Since it is often thought that
sacramental formation is exclusively the responsibility of the catechist who
has the specific "task" of sacramental preparation, this essay will begin by
presenting a fuller understanding of who a catechist is and therefore raise the
awareness of whose responsibility it is to transmit the faith. The purpose of
this essay is to offer the following significant points to be presented during a
catechist in-service: a relationship in need of healing, the disposition to
receive the Sacrament of Penance and Reconciliation, and essential catechesis in
preparation for this sacrament. Furthermore, this essay will offer suggested Scripture
passages and reflection points to be used during the catechist in-service, as
well as additional biblical passages and reflections for use as resources when
providing sacramental preparation to children, youth, or adults. Three articles
offered as teaching aids are among the resources for Catechetical Sunday 2014
and should be included as part of the catechist in-service: "The Sacrament of
Penance and Reconciliation: Forgiveness in Four Easy Steps," by Msgr. Richard
B. Hilgartner, "Exploring the Forms and Options of the Sacrament of Penance and
Reconciliation," by Fr. Daniel Merz, and "Catechesis on the Sacrament of
Penance and Reconciliation," by Fr. Peter Ryan, SJ.
Who Is a Catechist, and Who Is Responsible
for Sacramental Preparation?
Sacramental formation is an integral component of evangelization and
catechesis. Catechesis, first of all, is the responsibility shared by the
entire Christian community (Congregation for the Clergy, General Directory for Catechesis [GDC] [Washington DC: USCCB Publishing,
1998], no. 220). The bishop is the
chief catechist of his diocese and is assisted by clergy and laity (USCCB
Committee on Education and Committee on Catechesis, National Directory for Catechesis [NDC] [Washington DC: USCCB
Publishing, 2005], 218-220, and GDC,no.
222). Anyone who teaches the faith to children, youth, or adults is a
catechist. Some lay women and men are volunteer catechists; others work for the
Church in various catechetical roles. Parents hold a place of great responsibility
and privilege as the first evangelizers and catechists of the children (Catechism of the Catholic Church [CCC],
2nd ed. [Washington, DC: Libreria Editrice Vaticana–USCCB, 2000], nos.

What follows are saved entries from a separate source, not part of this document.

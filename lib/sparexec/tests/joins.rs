#![cfg(test)]
#![allow(clippy::panic_in_result_fn)]

use oxrdf::{Dataset, Literal, NamedNode, Term, Variable};
use sparexec::{
    Binding, Expression, GraphPattern, JoinStrategy, Multiset, QueryEvaluationError,
    QueryEvaluator, QueryableDataset, TripleIter,
};
use std::error::Error;

fn var(name: &str) -> Variable {
    Variable::new_unchecked(name)
}

fn ex(name: &str) -> NamedNode {
    NamedNode::new_unchecked(format!("http://example.com/{name}"))
}

fn column(variable: &str, values: impl IntoIterator<Item = i64>) -> Multiset {
    values
        .into_iter()
        .map(|i| Binding::default().with(var(variable), Literal::from(i)))
        .collect()
}

/// Fails on every access, so that an operator touching it errors.
struct Unreachable;

impl QueryableDataset for Unreachable {
    fn triples_for_pattern<'a>(
        &'a self,
        _: Option<&Term>,
        _: Option<&Term>,
        _: Option<&Term>,
        _: oxrdf::GraphNameRef<'_>,
    ) -> TripleIter<'a> {
        Box::new(std::iter::once(Err(QueryEvaluationError::Dataset(
            "unreachable storage".into(),
        ))))
    }

    fn named_graphs(
        &self,
    ) -> Box<dyn Iterator<Item = Result<oxrdf::GraphName, QueryEvaluationError>> + '_> {
        Box::new(std::iter::empty())
    }
}

#[test]
fn cross_product_has_every_pair() -> Result<(), Box<dyn Error>> {
    let dataset = Dataset::new();
    let context = QueryEvaluator::new().start(&dataset);
    let left = column("x", 1..=3);
    let right = column("y", 1..=2);
    assert_eq!(left.join(&right, &context)?.len(), 6);
    assert_eq!(left.product(&right, &context)?.len(), 6);
    assert_eq!(right.join(&left, &context)?, left.join(&right, &context)?);
    Ok(())
}

#[test]
fn identity_and_null_are_neutral_and_absorbing() -> Result<(), Box<dyn Error>> {
    let dataset = Dataset::new();
    let context = QueryEvaluator::new().start(&dataset);
    let left = column("x", 1..=3);
    assert_eq!(left.join(&Multiset::Identity, &context)?, left);
    assert_eq!(Multiset::Identity.join(&left, &context)?, left);
    assert!(left.join(&Multiset::Null, &context)?.is_empty());
    assert!(Multiset::Null.join(&left, &context)?.is_empty());
    Ok(())
}

#[test]
fn strategies_agree_on_partially_bound_bindings() -> Result<(), Box<dyn Error>> {
    let dataset = Dataset::new();
    let context = QueryEvaluator::new().start(&dataset);
    let (x, y, z) = (var("x"), var("y"), var("z"));
    let left = Multiset::new([
        Binding::default()
            .with(x.clone(), Literal::from(1))
            .with(y.clone(), ex("a")),
        Binding::default()
            .with(x.clone(), Literal::from(2))
            .with_unbound(y.clone()),
        Binding::default().with(x.clone(), Literal::from(3)),
    ]);
    let right = Multiset::new([
        Binding::default()
            .with(y.clone(), ex("a"))
            .with(z.clone(), Literal::from(1)),
        Binding::default()
            .with(y.clone(), ex("b"))
            .with(z.clone(), Literal::from(2)),
        Binding::default().with(z.clone(), Literal::from(3)),
        Binding::default()
            .with_unbound(y)
            .with(z, Literal::from(4)),
    ]);
    let expected = left.join_with(&right, Some(JoinStrategy::NestedLoop), &context)?;
    assert_eq!(expected.len(), 11);
    for strategy in [
        JoinStrategy::CrossProduct,
        JoinStrategy::FixedHash,
        JoinStrategy::FloatingHash,
    ] {
        assert_eq!(
            left.join_with(&right, Some(strategy.clone()), &context)?,
            expected,
            "{strategy} disagrees with NestedLoop"
        );
    }
    assert_eq!(left.join(&right, &context)?, expected);
    Ok(())
}

#[test]
fn strategy_selection() {
    let y = var("y");
    let bound = Binding::default().with(y.clone(), ex("a"));
    let unbound = Binding::default().with_unbound(y.clone());
    assert_eq!(
        JoinStrategy::select(&[], &[bound.clone(), bound.clone()]),
        JoinStrategy::CrossProduct
    );
    assert_eq!(
        JoinStrategy::select(&[y.clone()], &[bound.clone()]),
        JoinStrategy::NestedLoop
    );
    assert_eq!(
        JoinStrategy::select(&[y.clone()], &[bound.clone(), bound.clone()]),
        JoinStrategy::FixedHash
    );
    assert_eq!(
        JoinStrategy::select(&[y], &[bound, unbound]),
        JoinStrategy::FloatingHash
    );
    assert_eq!(
        JoinStrategy::NestedLoop.non_existence().non_existence(),
        JoinStrategy::NonExistence(Box::new(JoinStrategy::NestedLoop))
    );
}

#[test]
fn left_join_unbinds_missing_right_variables() -> Result<(), Box<dyn Error>> {
    let dataset = Dataset::new();
    let context = QueryEvaluator::new().start(&dataset);
    let (x, y) = (var("x"), var("y"));
    let left = column("x", 1..=2);
    let right = Multiset::new([Binding::default()
        .with(x.clone(), Literal::from(1))
        .with(y.clone(), ex("a"))]);

    let solutions = left.left_join(&right, None, &context)?;
    assert_eq!(solutions.len(), 2);
    for solution in solutions.iter() {
        if solution.get(&x) == Some(&Literal::from(1).into()) {
            assert_eq!(solution.get(&y), Some(&ex("a").into()));
        } else {
            assert!(solution.is_unbound(&y));
        }
    }

    let filter = Expression::Equal(Box::new(y.clone().into()), Box::new(ex("b").into()));
    let filtered = left.left_join(&right, Some(&filter), &context)?;
    assert_eq!(filtered.len(), 2);
    assert!(filtered.iter().all(|b| b.is_unbound(&y)));
    Ok(())
}

#[test]
fn minus_of_empty_is_identity() -> Result<(), Box<dyn Error>> {
    let dataset = Dataset::new();
    let context = QueryEvaluator::new().start(&dataset);
    let left = column("x", 1..=3);
    assert_eq!(left.minus(&Multiset::Null, &context)?, left);
    assert!(Multiset::Null.minus(&left, &context)?.is_empty());
    Ok(())
}

#[test]
fn minus_without_common_variable_differs_from_not_exists() -> Result<(), Box<dyn Error>> {
    let dataset = Dataset::new();
    let context = QueryEvaluator::new().start(&dataset);
    let left = column("x", 1..=3);
    let right = column("y", 1..=2);
    assert_eq!(left.minus(&right, &context)?, left);
    assert!(left.exists_join(&right, false).is_empty());
    assert_eq!(left.exists_join(&right, true), left);
    Ok(())
}

#[test]
fn minus_removes_compatible_bindings() -> Result<(), Box<dyn Error>> {
    let dataset = Dataset::new();
    let context = QueryEvaluator::new().start(&dataset);
    let left = column("x", 1..=3);
    let right = column("x", [2]);
    let expected = column("x", [1, 3]);
    assert_eq!(left.minus(&right, &context)?, expected);
    for strategy in [
        JoinStrategy::NestedLoop,
        JoinStrategy::FixedHash,
        JoinStrategy::FloatingHash,
    ] {
        assert_eq!(
            left.minus_with(&right, Some(strategy.clone()), &context)?,
            expected,
            "{strategy} disagrees"
        );
    }
    assert_eq!(left.exists_join(&right, false), expected);
    assert_eq!(left.exists_join(&right, true), column("x", [2]));
    Ok(())
}

#[test]
fn minus_needs_a_shared_bound_variable() -> Result<(), Box<dyn Error>> {
    let dataset = Dataset::new();
    let context = QueryEvaluator::new().start(&dataset);
    let (x, y) = (var("x"), var("y"));
    let left = Multiset::new([Binding::default()
        .with(x.clone(), Literal::from(1))
        .with_unbound(y.clone())]);
    let right = Multiset::new([Binding::default()
        .with_unbound(x)
        .with(y, Literal::from(2))]);
    // Compatible but sharing no bound variable
    assert_eq!(left.minus(&right, &context)?, left);
    Ok(())
}

#[test]
fn union_concatenates_bags() {
    let left = column("x", [1, 2]);
    let right = column("x", [2, 3]);
    let union = left.union(&right);
    assert_eq!(union, column("x", [1, 2, 2, 3]));
    assert_eq!(left.union(&Multiset::Null), left);
    assert_eq!(Multiset::Null.union(&right), right);
}

#[test]
fn lazy_and_materialised_evaluation_agree() -> Result<(), Box<dyn Error>> {
    let dataset = Dataset::new();
    let context = QueryEvaluator::new().start(&dataset);
    let (x, y) = (var("x"), var("y"));
    let values = |variables: Vec<Variable>, rows: Vec<Vec<Option<Term>>>| GraphPattern::Values {
        variables,
        bindings: rows,
    };
    let one = || Some(Term::from(Literal::from(1)));
    let two = || Some(Term::from(Literal::from(2)));
    let left = values(vec![x.clone()], vec![vec![one()], vec![two()], vec![None]]);
    let right = values(
        vec![x.clone(), y.clone()],
        vec![vec![one(), one()], vec![None, two()]],
    );
    for pattern in [
        GraphPattern::join(left.clone(), right.clone()),
        GraphPattern::Join {
            left: Box::new(left.clone()),
            right: Box::new(right.clone()),
            strategy: Some(JoinStrategy::FloatingHash),
        },
        GraphPattern::left_join(left.clone(), right.clone(), None),
        GraphPattern::minus(left.clone(), right.clone()),
        GraphPattern::union(left.clone(), right.clone()),
    ] {
        let lazy = context
            .evaluate_iter(&pattern)
            .collect::<Result<Multiset, _>>()?;
        assert_eq!(lazy, context.evaluate(&pattern)?);
    }
    Ok(())
}

#[test]
fn empty_left_side_skips_right_side() -> Result<(), Box<dyn Error>> {
    let context = QueryEvaluator::new().start(&Unreachable);
    let empty = GraphPattern::Values {
        variables: vec![var("x")],
        bindings: Vec::new(),
    };
    let storage = GraphPattern::path(var("x"), ex("p"), var("y"));
    for pattern in [
        GraphPattern::join(empty.clone(), storage.clone()),
        GraphPattern::left_join(empty.clone(), storage.clone(), None),
        GraphPattern::minus(empty.clone(), storage.clone()),
    ] {
        assert!(context.evaluate(&pattern)?.is_empty());
        assert_eq!(context.evaluate_iter(&pattern).count(), 0);
    }
    assert!(matches!(
        context.evaluate(&GraphPattern::join(storage, empty)),
        Err(QueryEvaluationError::Dataset(_))
    ));
    Ok(())
}

#[test]
fn optional_over_an_empty_right_side() -> Result<(), Box<dyn Error>> {
    let dataset = Dataset::new();
    let context = QueryEvaluator::new().start(&dataset);
    let pattern = GraphPattern::left_join(
        GraphPattern::Values {
            variables: vec![var("x")],
            bindings: vec![vec![Some(Literal::from(1).into())]],
        },
        GraphPattern::path(var("x"), ex("p"), var("y")),
        None,
    );
    let expected = Multiset::new([Binding::default()
        .with(var("x"), Literal::from(1))
        .with_unbound(var("y"))]);
    assert_eq!(context.evaluate(&pattern)?, expected);
    assert_eq!(
        context
            .evaluate_iter(&pattern)
            .collect::<Result<Multiset, _>>()?,
        expected
    );
    Ok(())
}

2225-2226, and GDC,nos. 226-227),
and the clergy's primary duty is to proclaim the Gospel and to catechize
(Vatican Council II, Presbyterorum
Ordinis [Decree on the Ministry and
Life of Priests], promulgated by Pope Paul VI, no. 4§1, www.vatican.va/archive/hist_councils/ii_vatican_council/documents/vat-ii_decree_19651207_presbyterorum-ordinis_en.html.
Also see GDC, nos. 224-225). Therefore, this catechist in-service can be
utilized with diverse groups of catechists or with parents of children and
youth who are preparing for sacraments.
A Relationship in Need of Healing
God created us in his image and likeness (Gn
1:26-27). Human language is inadequate to fully express what this image
embodies, but there are some key attributes revealed in Scripture that help us catch
a glimpse of what God's image is. God is holy, God is love, God is merciful,
God is a God in relationship! The
Trinity, God in relationship, constitutes the most fundamental mystery of our
faith. God is a community of three distinct persons who, sharing in the same substance,
exist in relationship as a communion of love. Since God is a relational being—God
exists in relationship—and he created us in his image, we are created to be IN
relationship with God and with others.
We were created in the image of
the harmonious and just relationship within the Trinity; in other words, we
were created in right or just relationship with God and with other creatures. Sin
disrupted this state of "original justice." Scripture tells us of the ongoing
invitation from God to humanity to return to a right and just relationship. God
never tires of offering us forgiveness and welcoming us back into relationship.
In the post-synodal apostolic exhortation Evangelii
Gaudium, Pope Francis reminds us of this:
God never tires of
forgiving us; we are the ones who tire of seeking his mercy. Christ, who told
us to forgive one another "seventy times seven" (Mt18:22) has given us his example: he has forgiven us
seventy times seven. Time and time again he bears us on his shoulders. No one
can strip us of the dignity bestowed upon us by this boundless and unfailing
love. With a tenderness which never disappoints, but is always capable of
restoring our joy, he makes it possible for us to lift up our heads and to
start anew. (Pope Francis, Evangelii
Gaudium [The Joy of the Gospel] [Washington,
DC: United States Conference of Catholic Bishops, 2013], no. 3)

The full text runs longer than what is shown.